Rosalin had to do something, as clearly no one else could. The one knight who was close enough to come to Roger’s aid was deep in a fight for his own life. Her brother’s men—battle-hardened knights and men-at-arms—were being cut down as if they were wet-behind-the-ears squires. Roger was a wet-behind-the-ears squire. He wouldn’t last longer than it took the warrior to swing his massive two-handed sword.

She knelt down and took Meg by the shoulders. “I’m going to get Roger.”

“I want to go—”

Anticipating the little girl’s instincts—probably because they were her own—Rosalin cut her off. “I need your help. I need you to run as fast as you can up that hill and tell them that they must send soldiers. Tell them that Lord Clifford’s son is in danger. Can you do that?”

Meg nodded uncertainly.

Not willing to rely on the child to keep her promise, Rosalin saw her safely entrusted to the arms of the sturdier of the two attendants, with a stern warning to not let her go until they’d reached the safety of the closed gate.

Rosalin didn’t think she’d ever run so fast. She prayed every second it took her to wind her way through the crowd and cross the distance to her nephew. Don’t let me be too late…

“My father will kill you for this! He will see all of your rebel heads on spikes!”

She nearly sighed with relief, hearing Roger’s voice—even if she wished that indelible Clifford pride would show more discretion in issuing threats to large, menacing-looking barbarians with sharp swords.

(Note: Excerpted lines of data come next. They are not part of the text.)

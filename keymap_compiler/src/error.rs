use std::fmt;

use thiserror::Error;

#[derive(Debug, Clone, Copy, PartialEq, Eq)]
pub enum CompileErrorKind {
    Conflict,
    Structure,
    IO,
    Validation,
}

impl CompileErrorKind {
    pub(crate) fn from_code(code: &'static str) -> Self {
        match code {
            "E1001" => Self::Conflict,

            "E2001" | "E2002" | "E2003" | "E2004" => Self::Structure,

            "E3001" | "E3002" => Self::IO,

            "E4001" | "E4002" => Self::Validation,

            _ => Self::Structure,
        }
    }
}

#[derive(Debug, Error, Clone, PartialEq)]
#[error("{code}: {message}")]
pub struct CompileError {
    pub code: &'static str,
    pub kind: CompileErrorKind,
    pub message: String,

    // Structured fields; `message` stays the source of truth for display.
    pub key: Option<String>,
    pub layer: Option<String>,
    pub collections: Vec<String>,
    pub line: Option<usize>,
    pub context: Option<String>,
}

impl CompileError {
    pub fn new(code: &'static str, message: impl Into<String>) -> Self {
        Self {
            code,
            kind: CompileErrorKind::from_code(code),
            message: message.into(),

            key: None,
            layer: None,
            collections: Vec::new(),
            line: None,
            context: None,
        }
    }

    pub fn with_key(mut self, key: impl Into<String>) -> Self {
        self.key = Some(key.into());
        self
    }

    pub fn with_layer(mut self, layer: impl Into<String>) -> Self {
        self.layer = Some(layer.into());
        self
    }

    pub fn with_collections(mut self, collections: Vec<String>) -> Self {
        self.collections = collections;
        self
    }

    pub fn with_line(mut self, line: usize) -> Self {
        self.line = Some(line);
        self
    }

    pub fn with_context(mut self, context: impl Into<String>) -> Self {
        self.context = Some(context.into());
        self
    }
}

/// Every problem found by a failed compile. Never empty.
#[derive(Debug, Clone, PartialEq)]
pub struct CompileErrors {
    pub errors: Vec<CompileError>,
}

impl CompileErrors {
    pub fn new(errors: Vec<CompileError>) -> Self {
        debug_assert!(!errors.is_empty());
        Self { errors }
    }

    pub fn messages(&self) -> Vec<String> {
        self.errors.iter().map(ToString::to_string).collect()
    }

    pub fn has_kind(&self, kind: CompileErrorKind) -> bool {
        self.errors.iter().any(|e| e.kind == kind)
    }
}

impl From<CompileError> for CompileErrors {
    fn from(error: CompileError) -> Self {
        Self {
            errors: vec![error],
        }
    }
}

impl std::error::Error for CompileErrors {}

impl fmt::Display for CompileErrors {
    fn fmt(&self, f: &mut fmt::Formatter<'_>) -> fmt::Result {
        let count = self.errors.len();
        write!(f, "{count} error{}", if count == 1 { "" } else { "s" })?;
        for error in &self.errors {
            write!(f, "\n  {error}")?;
        }
        Ok(())
    }
}
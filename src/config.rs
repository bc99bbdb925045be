use crate::chunking::{DEFAULT_CHUNK_OVERLAP, DEFAULT_CHUNK_SIZE};
use crate::database::EpsillaConfig;
use crate::groq::GroqConfig;
use crate::huggingface::HuggingFaceConfig;
use anyhow::{Context, Result};
use std::env;
use std::str::FromStr;
use std::time::Duration;

pub const DEFAULT_TOP_K: usize = 4;

/// Source of configuration values, keyed by variable name
pub trait VarSource {
    fn var(&self, name: &str) -> Option<String>;
}

/// Reads from the process environment
pub struct ProcessEnv;

impl VarSource for ProcessEnv {
    fn var(&self, name: &str) -> Option<String> {
        env::var(name).ok()
    }
}

impl<F> VarSource for F
where
    F: Fn(&str) -> Option<String>,
{
    fn var(&self, name: &str) -> Option<String> {
        self(name)
    }
}

/// Fetch a variable that must be present and non-blank
pub fn required(vars: &impl VarSource, name: &str) -> Result<String> {
    vars.var(name)
        .filter(|v| !v.trim().is_empty())
        .with_context(|| format!("Missing required environment variable {}", name))
}

/// Fetch a variable, falling back to `default` when unset or blank
pub fn or_default(vars: &impl VarSource, name: &str, default: &str) -> String {
    vars.var(name)
        .filter(|v| !v.trim().is_empty())
        .unwrap_or_else(|| default.to_string())
}

/// Parse a variable that may be unset or blank
pub fn parsed<T>(vars: &impl VarSource, name: &str) -> Result<Option<T>>
where
    T: FromStr,
    T::Err: std::error::Error + Send + Sync + 'static,
{
    vars.var(name)
        .filter(|v| !v.trim().is_empty())
        .map(|raw| {
            raw.trim()
                .parse()
                .with_context(|| format!("Invalid value for {}: {:?}", name, raw))
        })
        .transpose()
}

/// Parse a variable, falling back to `default` when unset
pub fn parsed_or<T>(vars: &impl VarSource, name: &str, default: T) -> Result<T>
where
    T: FromStr,
    T::Err: std::error::Error + Send + Sync + 'static,
{
    Ok(parsed(vars, name)?.unwrap_or(default))
}

/// Optional request timeout shared by all HTTP clients (`HTTP_TIMEOUT_SECS`)
pub fn http_timeout(vars: &impl VarSource) -> Result<Option<Duration>> {
    Ok(parsed::<u64>(vars, "HTTP_TIMEOUT_SECS")?.map(Duration::from_secs))
}

/// Splitter settings
#[derive(Debug, Clone, PartialEq, Eq)]
pub struct ChunkingConfig {
    pub chunk_size: usize,
    pub chunk_overlap: usize,
}

impl Default for ChunkingConfig {
    fn default() -> Self {
        ChunkingConfig {
            chunk_size: DEFAULT_CHUNK_SIZE,
            chunk_overlap: DEFAULT_CHUNK_OVERLAP,
        }
    }
}

impl ChunkingConfig {
    pub fn from_env() -> Result<Self> {
        Self::from_vars(&ProcessEnv)
    }

    pub fn from_vars(vars: &impl VarSource) -> Result<Self> {
        Ok(ChunkingConfig {
            chunk_size: parsed_or(vars, "CHUNK_SIZE", DEFAULT_CHUNK_SIZE)?,
            chunk_overlap: parsed_or(vars, "CHUNK_OVERLAP", DEFAULT_CHUNK_OVERLAP)?,
        })
    }
}

/// Complete application configuration
#[derive(Debug, Clone)]
pub struct Settings {
    pub epsilla: EpsillaConfig,
    pub huggingface: HuggingFaceConfig,
    pub groq: GroqConfig,
    pub chunking: ChunkingConfig,
    pub top_k: usize,
}

impl Settings {
    /// Load all settings from the process environment
    pub fn from_env() -> Result<Self> {
        Self::from_vars(&ProcessEnv)
    }

    /// Load all settings from an arbitrary variable source.
    /// API keys are checked first so a missing key fails fast.
    pub fn from_vars(vars: &impl VarSource) -> Result<Self> {
        let huggingface = HuggingFaceConfig::from_vars(vars)?;
        let groq = GroqConfig::from_vars(vars)?;
        let epsilla = EpsillaConfig::from_vars(vars)?;
        let chunking = ChunkingConfig::from_vars(vars)?;
        let top_k = parsed_or(vars, "RAG_TOP_K", DEFAULT_TOP_K)?;
        anyhow::ensure!(top_k > 0, "RAG_TOP_K must be greater than zero");

        Ok(Settings {
            epsilla,
            huggingface,
            groq,
            chunking,
            top_k,
        })
    }
}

Her too confident, thirteen-year-old intent-on-being-a-fearsome-knight nephew was going to get himself killed.

Pushing her way past the last few fleeing villagers, she was at last able to see him. The Scot was still holding him by the neck, with Roger’s sword at his feet, having disarmed the youth rather than kill him. Thank God!

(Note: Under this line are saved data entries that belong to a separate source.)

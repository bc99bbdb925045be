use anyhow::{Context, Result};
use clap::{Parser, Subcommand};
use dotenv::dotenv;
use log::{error, info};
use std::io;
use std::path::{Path, PathBuf};

use pdf_rag::chunking::RecursiveCharacterSplitter;
use pdf_rag::config::Settings;
use pdf_rag::database::EpsillaClient;
use pdf_rag::document::Document;
use pdf_rag::groq::GroqClient;
use pdf_rag::huggingface::HuggingFaceEmbedder;
use pdf_rag::rag::RagEngine;

/// Question answering over a PDF with Hugging Face embeddings, Epsilla and Groq
#[derive(Parser, Debug)]
#[command(version, about, long_about = None)]
struct Args {
    #[command(subcommand)]
    command: Command,
}

#[derive(Subcommand, Debug)]
enum Command {
    /// Load, split, embed and store a document (text or PDF)
    Ingest {
        /// Path to the document to process
        file_path: PathBuf,
        /// Drop and recreate the collection first instead of appending
        #[arg(long)]
        reset: bool,
    },
    /// Answer a single question from the stored collection
    Ask {
        /// The question to answer
        question: String,
        /// Ingest this document before answering
        #[arg(long)]
        file: Option<PathBuf>,
    },
    /// Interactive question loop over the stored collection
    Chat,
}

#[tokio::main]
async fn main() -> Result<()> {
    dotenv().ok();
    env_logger::init();

    let args = Args::parse();

    // Fails before any stage runs when an API key is missing
    let settings = Settings::from_env().context("Invalid configuration")?;

    let splitter = RecursiveCharacterSplitter::new(
        settings.chunking.chunk_size,
        settings.chunking.chunk_overlap,
    )?;
    let embedder = HuggingFaceEmbedder::new(settings.huggingface.clone())?;
    let epsilla = EpsillaClient::new(settings.epsilla.clone())
        .context("Failed to initialize Epsilla client")?;
    let groq = GroqClient::new(settings.groq.clone())?;

    let rag_engine = RagEngine::new(embedder, epsilla, groq, splitter, settings.top_k);

    match args.command {
        Command::Ingest { file_path, reset } => {
            if reset {
                rag_engine.reset().await?;
            }
            ingest(&rag_engine, &file_path).await?;
        }
        Command::Ask { question, file } => {
            if let Some(file_path) = file {
                ingest(&rag_engine, &file_path).await?;
            }
            let answer = rag_engine
                .answer(&question)
                .await
                .context("Failed to answer question")?;
            println!("{}", answer.text);
            for source in &answer.sources {
                info!(
                    "source: {} page {} chunk {}",
                    source.chunk.document_id, source.chunk.page_number, source.chunk.chunk_index
                );
            }
        }
        Command::Chat => {
            let stdin = io::stdin();
            rag_engine
                .run_query_loop(stdin.lock(), io::stdout())
                .await
                .context("Error in query loop")?;
        }
    }

    Ok(())
}

async fn ingest(
    rag_engine: &RagEngine<HuggingFaceEmbedder, EpsillaClient, GroqClient>,
    file_path: &Path,
) -> Result<()> {
    info!("Processing file: {}", file_path.display());

    if !file_path.exists() {
        error!("File not found: {}", file_path.display());
        return Err(anyhow::anyhow!("File not found: {}", file_path.display()));
    }

    let document = Document::from_file(file_path).context("Failed to process document")?;
    info!("Document type: {}", document.mime_type);

    let report = rag_engine
        .ingest(&document)
        .await
        .context("Failed to process file")?;
    info!(
        "Indexed {}: {} pages, {} chunks, {} records",
        document.document_id, report.pages, report.chunks, report.records
    );

    Ok(())
}
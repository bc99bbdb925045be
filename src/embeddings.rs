use anyhow::Result;
use serde::{Deserialize, Serialize};

/// Representation of a vector embedding
#[derive(Debug, Serialize, Deserialize, Clone, PartialEq)]
pub struct Embedding {
    pub values: Vec<f32>,
}

impl Embedding {
    pub fn new(values: Vec<f32>) -> Self {
        Embedding { values }
    }

    pub fn dimension(&self) -> usize {
        self.values.len()
    }

    /// Cosine similarity with another vector of the same dimension.
    /// Returns 0.0 when either vector has zero norm.
    pub fn cosine_similarity(&self, other: &Embedding) -> f32 {
        let dot: f32 = self
            .values
            .iter()
            .zip(other.values.iter())
            .map(|(a, b)| a * b)
            .sum();
        let norm_a = self.values.iter().map(|v| v * v).sum::<f32>().sqrt();
        let norm_b = other.values.iter().map(|v| v * v).sum::<f32>().sqrt();

        if norm_a == 0.0 || norm_b == 0.0 {
            0.0
        } else {
            dot / (norm_a * norm_b)
        }
    }
}

/// Maps text to fixed-dimension vectors
#[allow(async_fn_in_trait)]
pub trait Embedder {
    /// Dimension of every vector this embedder produces
    fn dimension(&self) -> usize;

    /// Embed a batch of chunk texts, one vector per input, in input order
    async fn embed_documents(&self, texts: &[String]) -> Result<Vec<Embedding>>;

    /// Embed a single query text
    async fn embed_query(&self, text: &str) -> Result<Embedding> {
        let mut embeddings = self.embed_documents(&[text.to_string()]).await?;
        anyhow::ensure!(
            embeddings.len() == 1,
            "expected one embedding for the query, got {}",
            embeddings.len()
        );
        Ok(embeddings.remove(0))
    }
}

/// Check that an embedder answered with one vector of the expected
/// dimension per input.
pub fn validate_embeddings(
    embeddings: &[Embedding],
    expected_count: usize,
    dimension: usize,
) -> Result<()> {
    anyhow::ensure!(
        embeddings.len() == expected_count,
        "expected {} embeddings, got {}",
        expected_count,
        embeddings.len()
    );
    if let Some((idx, bad)) = embeddings
        .iter()
        .enumerate()
        .find(|(_, e)| e.dimension() != dimension)
    {
        anyhow::bail!(
            "embedding {} has dimension {}, expected {}",
            idx,
            bad.dimension(),
            dimension
        );
    }
    Ok(())
}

“Let me go, damn it!” Roger thrashed around, pulling on the hand of the man holding him.

“Let him go!” Rosalin shouted, echoing her nephew’s demands. Racing forward, she threw herself between them.

She didn’t know which one of them looked more surprised. Beneath the steel helms she could see both sets of blue eyes widen.

The rebel recovered first. “Get back, my lady,” he said, in the same surprisingly refined Norman French that she’d instinctively used. Although she was fluent in the English more typically used by people in the North and Borders, French was the language of nobles and the court. “I don’t wish to hurt you.”

“Then let go of him!” she said fiercely, latching on to her nephew and trying to free him from the warrior’s hold.

Her appearance incited a renewed frenzy in her nephew’s effort to free himself. Together they fought against the much larger warrior and struggled to free Roger from his vise-like grip.

They almost succeeded. Roger saw just as she did that the warrior wasn’t going to draw his weapon, not with her there (apparently there was some vestige of chivalry even in barbarians), and they used it to their advantage.

A fierce Viking game of tug-of-war ensued, with Rosalin trying to insert herself between Roger and the warrior. If his frustrated swearing was any indication—at least she assumed it was swearing from his tone, as it was spoken in Gaelic—their efforts were taking a toll.

Finally, she freed Roger’s habergeon from the warrior’s grip (he’d been holding the mail shirt and not Roger’s neck as she’d thought) and was about to pull him free, when she heard a horse galloping up behind her.

She turned and caught the heart-stopping, blood-chilling flash of an enormous shadow looming over her right before darkness smothered her. Instinctively she cried out and raised her hands to claw at the thing covering her head. It was coarse and scratchy and smelled of grass. Nay, grain, she realized. Barley.

The vile beast had put a sack over her head!

She fought to rip it off, realizing her mistake too late. She’d let go of Roger. Only for an instant, but it was enough. The terrifying shadow barked some kind of order in Gaelic, presumably to the warrior who’d been holding Roger, and an arm circled around her waist. At least she thought it was an arm, though it felt more like a steel hook. With her as the fish!

She gasped, too shocked to scream, and in one smooth motion, he lifted her off the ground and none-too-gently slung her over his lap.

Her ribs and stomach met the rock-hard muscles of his thighs with enough force to jar the air from her lungs in a hard whoosh.